* **EXERCISE DESCRIPTION**
Every record below is to be restated word for word.

[Stored data]
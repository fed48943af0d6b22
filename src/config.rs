//! Game and AI configuration loaded from YAML
//!
//! Both configs are plain values: parse them once at startup, wrap them in an
//! `Arc` and hand them to the constructors that need them. The default data
//! is compiled into the binary from `config/`.

use std::collections::HashMap;
use std::path::Path;
use std::sync::Arc;

use serde::Deserialize;
use tracing::debug;

use crate::board::{Color, FrameCoords, Move, Piece, Position};
use crate::error::{Error, Result};

const EMBEDDED_GAME_CONFIG: &str = include_str!("../config/game_config.yml");
const EMBEDDED_AI_CONFIG: &str = include_str!("../config/ai_config.yml");

/// Largest board, in cells, a config may describe
pub const MAX_BOARD_CELLS: usize = 1 << 16;

/// A kind of piece, like warrior or padwar
#[derive(Debug, Clone, Default, Deserialize)]
pub struct PieceConfig {
    pub name: String,
    /// Sprite frames per color (renderer only)
    #[serde(default)]
    pub sprites: HashMap<Color, Vec<FrameCoords>>,
    /// Movement paths, each an ordered list of single-step deltas
    #[serde(default)]
    pub moves: Vec<Vec<Move>>,
}

impl PieceConfig {
    /// Piece kind with movement paths and no sprites
    pub fn new(name: impl Into<String>, moves: Vec<Vec<Move>>) -> Self {
        Self {
            name: name.into(),
            sprites: HashMap::new(),
            moves,
        }
    }
}

/// What piece starts where
#[derive(Debug, Clone, Deserialize)]
pub struct StartingPosition {
    pub name: String,
    pub position: Position,
}

/// Board dimensions and the starting layout for both colors
#[derive(Debug, Clone, Default, Deserialize)]
pub struct BoardConfig {
    pub rows: i32,
    pub columns: i32,
    #[serde(default)]
    pub white: Vec<StartingPosition>,
    #[serde(default)]
    pub black: Vec<StartingPosition>,
}

impl BoardConfig {
    /// Number of cells, or `InvalidArgument` for empty or oversized boards
    pub fn cell_count(&self) -> Result<usize> {
        let cells = if self.rows < 1 || self.columns < 1 {
            None
        } else {
            self.rows
                .checked_mul(self.columns)
                .map(|cells| cells as usize)
                .filter(|&cells| cells <= MAX_BOARD_CELLS)
        };
        cells.ok_or_else(|| {
            Error::InvalidArgument(format!(
                "board must be between 1x1 and {} cells, got {}x{}",
                MAX_BOARD_CELLS, self.rows, self.columns
            ))
        })
    }

    pub fn starting_positions(&self, color: Color) -> &[StartingPosition] {
        match color {
            Color::White => &self.white,
            Color::Black => &self.black,
        }
    }
}

/// All the rule data a game is played with
#[derive(Debug, Clone, Default, Deserialize)]
pub struct GameConfig {
    pub pieces: Vec<Arc<PieceConfig>>,
    pub board: BoardConfig,
}

impl GameConfig {
    /// Parse and validate a YAML document
    pub fn from_yaml_str(yaml: &str) -> Result<Self> {
        let config: GameConfig = serde_yaml::from_str(yaml)?;
        config.validate()?;
        debug!(
            pieces = config.pieces.len(),
            rows = config.board.rows,
            columns = config.board.columns,
            "loaded game config"
        );
        Ok(config)
    }

    /// Read a YAML file from disk
    pub fn load(path: impl AsRef<Path>) -> Result<Self> {
        let yaml = std::fs::read_to_string(path)?;
        Self::from_yaml_str(&yaml)
    }

    /// The default configuration shipped with the game
    pub fn embedded() -> Result<Self> {
        Self::from_yaml_str(EMBEDDED_GAME_CONFIG)
    }

    /// Look up a piece kind by name
    pub fn piece_config(&self, name: &str) -> Result<Arc<PieceConfig>> {
        self.pieces
            .iter()
            .find(|p| p.name == name)
            .cloned()
            .ok_or_else(|| Error::NotFound(format!("piece '{}' in configuration", name)))
    }

    /// Create a fresh piece instance of the named kind
    pub fn spawn(&self, name: &str, color: Color) -> Result<Piece> {
        Ok(Piece::new(color, self.piece_config(name)?))
    }

    fn validate(&self) -> Result<()> {
        self.board.cell_count()?;

        // Deltas larger than any board only risk overflow when walked
        let limit = self.board.rows.max(self.board.columns);
        for piece in &self.pieces {
            let oversized = piece
                .moves
                .iter()
                .flatten()
                .find(|step| step.d_row.abs() > limit || step.d_col.abs() > limit);
            if let Some(step) = oversized {
                return Err(Error::InvalidArgument(format!(
                    "piece '{}' has step {} larger than the board",
                    piece.name, step
                )));
            }
        }
        Ok(())
    }
}

/// Scoring profile for one AI player
#[derive(Debug, Clone, Default, Deserialize)]
pub struct AiPlayerConfig {
    pub name: String,
    /// Weight per piece name
    #[serde(default)]
    pub scoring: HashMap<String, f32>,
}

/// All AI scoring profiles
#[derive(Debug, Clone, Default, Deserialize)]
pub struct AiConfig {
    pub players: Vec<AiPlayerConfig>,
}

impl AiConfig {
    pub fn from_yaml_str(yaml: &str) -> Result<Self> {
        Ok(serde_yaml::from_str(yaml)?)
    }

    pub fn load(path: impl AsRef<Path>) -> Result<Self> {
        let yaml = std::fs::read_to_string(path)?;
        Self::from_yaml_str(&yaml)
    }

    pub fn embedded() -> Result<Self> {
        Self::from_yaml_str(EMBEDDED_AI_CONFIG)
    }

    /// Look up a profile by player name
    pub fn player_config(&self, name: &str) -> Result<&AiPlayerConfig> {
        self.players
            .iter()
            .find(|p| p.name == name)
            .ok_or_else(|| Error::NotFound(format!("AI player '{}' in configuration", name)))
    }
}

* **RESPONSE BELOW**
repository fed48943af0d6b22
filename src/config.rs
//! Game and AI configuration loaded from YAML
//!
//! Both configs are plain values: parse them once at startup, wrap them in an
//! `Arc` and hand them to the constructors that need them. The default data
//! is compiled into the binary from `config/`.

use std::collections::HashMap;
use std::path::Path;
use std::sync::Arc;

use serde::Deserialize;
use tracing::debug;

use crate::board::{Color, FrameCoords, Move, Piece, Position};
use crate::error::{Error, Result};

const EMBEDDED_GAME_CONFIG: &str = include_str!("../config/game_config.yml");
const EMBEDDED_AI_CONFIG: &str = include_str!("../config/ai_config.yml");

/// Largest board, in cells, a config may describe
pub const MAX_BOARD_CELLS: usize = 1 << 16;

/// A kind of piece, like warrior or padwar
#[derive(Debug, Clone, Default, Deserialize)]
pub struct PieceConfig {
    pub name: String,
    /// Sprite frames per color (renderer only)
    #[serde(default)]
    pub sprites: HashMap<Color, Vec<FrameCoords>>,
    /// Movement paths, each an ordered list of single-step deltas
    #[serde(default)]
    pub moves: Vec<Vec<Move>>,
}

impl PieceConfig {
    /// Piece kind with movement paths and no sprites
    pub fn new(name: impl Into<String>, moves: Vec<Vec<Move>>) -> Self {
        Self {
            name: name.into(),
            sprites: HashMap::new(),
            moves,
        }
    }
}

/// What piece starts where
#[derive(Debug, Clone, Deserialize)]
pub struct StartingPosition {
    pub name: String,
    pub position: Position,
}

/// Board dimensions and the starting layout for both colors
#[derive(Debug, Clone, Default, Deserialize)]
pub struct BoardConfig {
    pub rows: i32,
    pub columns: i32,
    #[serde(default)]
    pub white: Vec<StartingPosition>,
    #[serde(default)]
    pub black: Vec<StartingPosition>,
}

impl BoardConfig {
    /// Number of cells, or `InvalidArgument` for empty or oversized boards
    pub fn cell_count(&self) -> Result<usize> {
        let cells = if self.rows < 1 || self.columns < 1 {
            None
        } else {
            self.rows
                .checked_mul(self.columns)
                .map(|cells| cells as usize)
                .filter(|&cells| cells <= MAX_BOARD_CELLS)
        };
        cells.ok_or_else(|| {
            Error::InvalidArgument(format!(
                "board must be between 1x1 and {} cells, got {}x{}",
                MAX_BOARD_CELLS, self.rows, self.columns
            ))
        })
    }

    pub fn starting_positions(&self, color: Color) -> &[StartingPosition] {
        match color {
            Color::White => &self.white,
            Color::Black => &self.black,
        }
    }
}

/// All the rule data a game is played with
#[derive(Debug, Clone, Default, Deserialize)]
pub struct GameConfig {
    pub pieces: Vec<Arc<PieceConfig>>,
    pub board: BoardConfig,
}

impl GameConfig {
    /// Parse and validate a YAML document
    pub fn from_yaml_str(yaml: &str) -> Result<Self> {
        let config: GameConfig = serde_yaml::from_str(yaml)?;
        config.validate()?;
        debug!(
            pieces = config.pieces.len(),
            rows = config.board.rows,
            columns = config.board.columns,
            "loaded game config"
        );
        Ok(config)
    }

    /// Read a YAML file from disk
    pub fn load(path: impl AsRef<Path>) -> Result<Self> {
        let yaml = std::fs::read_to_string(path)?;
        Self::from_yaml_str(&yaml)
    }

    /// The default configuration shipped with the game
    pub fn embedded() -> Result<Self> {
        Self::from_yaml_str(EMBEDDED_GAME_CONFIG)
    }

    /// Look up a piece kind by name
    pub fn piece_config(&self, name: &str) -> Result<Arc<PieceConfig>> {
        self.pieces
            .iter()
            .find(|p| p.name == name)
            .cloned()
            .ok_or_else(|| Error::NotFound(format!("piece '{}' in configuration", name)))
    }

    /// Create a fresh piece instance of the named kind
    pub fn spawn(&self, name: &str, color: Color) -> Result<Piece> {
        Ok(Piece::new(color, self.piece_config(name)?))
    }

    fn validate(&self) -> Result<()> {
        self.board.cell_count()?;

        // Deltas larger than any board only risk overflow when walked
        let limit = self.board.rows.max(self.board.columns);
        for piece in &self.pieces {
            let oversized = piece
                .moves
                .iter()
                .flatten()
                .find(|step| step.d_row.abs() > limit || step.d_col.abs() > limit);
            if let Some(step) = oversized {
                return Err(Error::InvalidArgument(format!(
                    "piece '{}' has step {} larger than the board",
                    piece.name, step
                )));
            }
        }
        Ok(())
    }
}

/// Scoring profile for one AI player
#[derive(Debug, Clone, Default, Deserialize)]
pub struct AiPlayerConfig {
    pub name: String,
    /// Weight per piece name
    #[serde(default)]
    pub scoring: HashMap<String, f32>,
}

/// All AI scoring profiles
#[derive(Debug, Clone, Default, Deserialize)]
pub struct AiConfig {
    pub players: Vec<AiPlayerConfig>,
}

impl AiConfig {
    pub fn from_yaml_str(yaml: &str) -> Result<Self> {
        Ok(serde_yaml::from_str(yaml)?)
    }

    pub fn load(path: impl AsRef<Path>) -> Result<Self> {
        let yaml = std::fs::read_to_string(path)?;
        Self::from_yaml_str(&yaml)
    }

    pub fn embedded() -> Result<Self> {
        Self::from_yaml_str(EMBEDDED_AI_CONFIG)
    }

    /// Look up a profile by player name
    pub fn player_config(&self, name: &str) -> Result<&AiPlayerConfig> {
        self.players
            .iter()
            .find(|p| p.name == name)
            .ok_or_else(|| Error::NotFound(format!("AI player '{}' in configuration", name)))
    }
}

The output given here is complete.